All this happened, more or less is perfect because it sets out everything and brings you in, in so few words.
Vonnegut doesn’t mess about, does he. Straight to the point.
Another Vonnegut gem of an opening line:
“A sum of money is a leading character in this tale about people, just as a sum of honey might properly be a leading character in a tale about bees.”
-God Bless You, Mr Rosewater
See also:
“This is the saddest story I have ever heard.”
- The Good Soldier, Ford Maddox Ford
Jane Austen’s “It is a truth universally acknowledged…” is a different kind of opener. It’s brilliant because a) it’s funny, and b) it tells you what the whole story is going to be right from the off.

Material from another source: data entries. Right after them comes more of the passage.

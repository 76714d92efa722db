//! Lifecycle status of a plan action.
//!
//! Statuses are stored as their Portuguese display labels (the same strings
//! the `plano_anual.status` CHECK constraint accepts), so the serialized form
//! and the database form are identical.

use std::fmt;
use std::str::FromStr;

use serde::{Deserialize, Serialize};

use crate::error::CoreError;

/// Status of a `plano_anual` row.
#[derive(Debug, Clone, Copy, Default, PartialEq, Eq, Hash, Serialize, Deserialize)]
pub enum PlanoStatus {
    #[default]
    #[serde(rename = "Planejado")]
    Planejado,
    #[serde(rename = "Em andamento")]
    EmAndamento,
    #[serde(rename = "Concluído")]
    Concluido,
    #[serde(rename = "Atrasado")]
    Atrasado,
}

impl PlanoStatus {
    /// Every status, in the order screens present them.
    pub const ALL: [PlanoStatus; 4] = [
        PlanoStatus::Planejado,
        PlanoStatus::EmAndamento,
        PlanoStatus::Concluido,
        PlanoStatus::Atrasado,
    ];

    /// The stored and displayed label.
    pub fn as_str(self) -> &'static str {
        match self {
            PlanoStatus::Planejado => "Planejado",
            PlanoStatus::EmAndamento => "Em andamento",
            PlanoStatus::Concluido => "Concluído",
            PlanoStatus::Atrasado => "Atrasado",
        }
    }
}

impl fmt::Display for PlanoStatus {
    fn fmt(&self, f: &mut fmt::Formatter<'_>) -> fmt::Result {
        f.write_str(self.as_str())
    }
}

impl FromStr for PlanoStatus {
    type Err = CoreError;

    fn from_str(s: &str) -> Result<Self, Self::Err> {
        PlanoStatus::ALL
            .into_iter()
            .find(|status| status.as_str() == s)
            .ok_or_else(|| CoreError::Validation(format!("Unknown status '{s}'")))
    }
}

/// Lets `sqlx` decode the TEXT column via `#[sqlx(try_from = "String")]`.
impl TryFrom<String> for PlanoStatus {
    type Error = CoreError;

    fn try_from(value: String) -> Result<Self, Self::Error> {
        value.parse()
    }
}
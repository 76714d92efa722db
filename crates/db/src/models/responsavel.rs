//! Responsável entity model.

use plano_core::types::{DbId, Timestamp};
use serde::Serialize;
use sqlx::FromRow;

/// A row from the `responsaveis` table.
#[derive(Debug, Clone, FromRow, Serialize)]
pub struct Responsavel {
    pub id: DbId,
    pub nome_responsavel: String,
    pub regional_id: DbId,
    pub created_at: Timestamp,
    pub created_by: Option<DbId>,
}

/// A responsável joined with its regional's current name.
#[derive(Debug, Clone, FromRow, Serialize)]
pub struct ResponsavelWithRegional {
    #[sqlx(flatten)]
    #[serde(flatten)]
    pub responsavel: Responsavel,
    pub nome_regional: String,
}
//! Regional entity model.

use plano_core::types::{DbId, Timestamp};
use serde::Serialize;
use sqlx::FromRow;

/// A row from the `regionais` table.
#[derive(Debug, Clone, FromRow, Serialize)]
pub struct Regional {
    pub id: DbId,
    pub nome_regional: String,
    pub created_at: Timestamp,
    pub created_by: Option<DbId>,
}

But I prefer openings like that passage from The Long Goodbye mentioned earlier - not a pithy one-liner but packs a whole lot of background into one short scene, none of it obviously expository.
Another favourite:
“On my naming day when I come 12 I gone front spear and kilt a wyld boar he parbly ben the las wyld pig on the Bundel Downs any how there hadnt ben none for a long time befor him nor I aint looking to see none agen.”
- Riddley Walker, Russell Hoban
So much to unpack in just those few lines.
Certainly for movies, The Matrix, more so if you went in with no clue as to what it was about.
Oh yes - first time I saw it, I knew practically nothing about it and the opening scene left me breathless.